## Work request
Pull every line containing the word "tokio" from the records.

## Saved entries
********

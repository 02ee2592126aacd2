//! Delayed buffer pushes.
//!
//! Timers run on a separate tokio runtime thread. The editor side schedules
//! and cancels pushes through a channel and polls for pushes that came due;
//! the push itself runs on the editor side so buffer text is read there.

use crossbeam_channel::{Receiver, Sender};
use std::collections::HashMap;
use std::io;
use std::path::{Path, PathBuf};
use std::thread;
use std::time::{Duration, Instant};
use tokio::sync::mpsc;
use tokio::task::JoinHandle;

/// A push whose delay has elapsed.
#[derive(Debug, Clone, PartialEq, Eq)]
pub struct DuePush {
    pub key: PathBuf,
    /// Stamp the push was scheduled with.
    pub stamp: Instant,
}

enum Command {
    Schedule {
        key: PathBuf,
        stamp: Instant,
        delay: Duration,
    },
    Cancel(PathBuf),
    Shutdown,
}

/// Owns the timer thread.
pub struct PushScheduler {
    command_tx: mpsc::UnboundedSender<Command>,
    due_rx: Receiver<DuePush>,
    thread: Option<thread::JoinHandle<()>>,
}

impl PushScheduler {
    /// Starts the timer thread.
    pub fn start() -> io::Result<Self> {
        let (command_tx, command_rx) = mpsc::unbounded_channel();
        let (due_tx, due_rx) = crossbeam_channel::unbounded();
        let runtime = tokio::runtime::Builder::new_current_thread()
            .enable_time()
            .build()?;

        let thread = thread::Builder::new()
            .name("tern-push".to_string())
            .spawn(move || runtime.block_on(run_timers(command_rx, due_tx)))?;

        Ok(Self {
            command_tx,
            due_rx,
            thread: Some(thread),
        })
    }

    /// Schedules a push of `key` after `delay`, replacing any pending one.
    pub fn schedule(&self, key: PathBuf, stamp: Instant, delay: Duration) {
        log::debug!("Push of {} scheduled in {:?}", key.display(), delay);
        self.send(Command::Schedule { key, stamp, delay });
    }

    /// Drops the pending push of `key`, if any.
    pub fn cancel(&self, key: &Path) {
        self.send(Command::Cancel(key.to_path_buf()));
    }

    /// Returns a push that came due (non-blocking).
    pub fn try_recv(&self) -> Option<DuePush> {
        self.due_rx.try_recv().ok()
    }

    /// Waits up to `timeout` for a push to come due.
    pub fn recv_timeout(&self, timeout: Duration) -> Option<DuePush> {
        self.due_rx.recv_timeout(timeout).ok()
    }

    fn send(&self, command: Command) {
        if self.command_tx.send(command).is_err() {
            log::warn!("Push timer thread is gone");
        }
    }
}

impl Drop for PushScheduler {
    fn drop(&mut self) {
        let _ = self.command_tx.send(Command::Shutdown);
        if let Some(thread) = self.thread.take() {
            if thread.join().is_err() {
                log::error!("Push timer thread panicked");
            }
        }
    }
}

async fn run_timers(mut commands: mpsc::UnboundedReceiver<Command>, due_tx: Sender<DuePush>) {
    let mut pending: HashMap<PathBuf, JoinHandle<()>> = HashMap::new();

    while let Some(command) = commands.recv().await {
        pending.retain(|_, timer| !timer.is_finished());

        match command {
            Command::Schedule { key, stamp, delay } => {
                let due_tx = due_tx.clone();
                let due_key = key.clone();
                let timer = tokio::spawn(async move {
                    tokio::time::sleep(delay).await;
                    let _ = due_tx.send(DuePush { key: due_key, stamp });
                });
                // A newer schedule always carries a newer stamp.
                if let Some(previous) = pending.insert(key, timer) {
                    previous.abort();
                }
            }
            Command::Cancel(key) => {
                if let Some(timer) = pending.remove(&key) {
                    timer.abort();
                }
            }
            Command::Shutdown => break,
        }
    }

    for (_, timer) in pending.drain() {
        timer.abort();
    }
}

********

## Task solution
//! Timers run on a separate tokio runtime thread. The editor side schedules
use tokio::sync::mpsc;
use tokio::task::JoinHandle;
        let runtime = tokio::runtime::Builder::new_current_thread()
                let timer = tokio::spawn(async move {
                    tokio::time::sleep(delay).await;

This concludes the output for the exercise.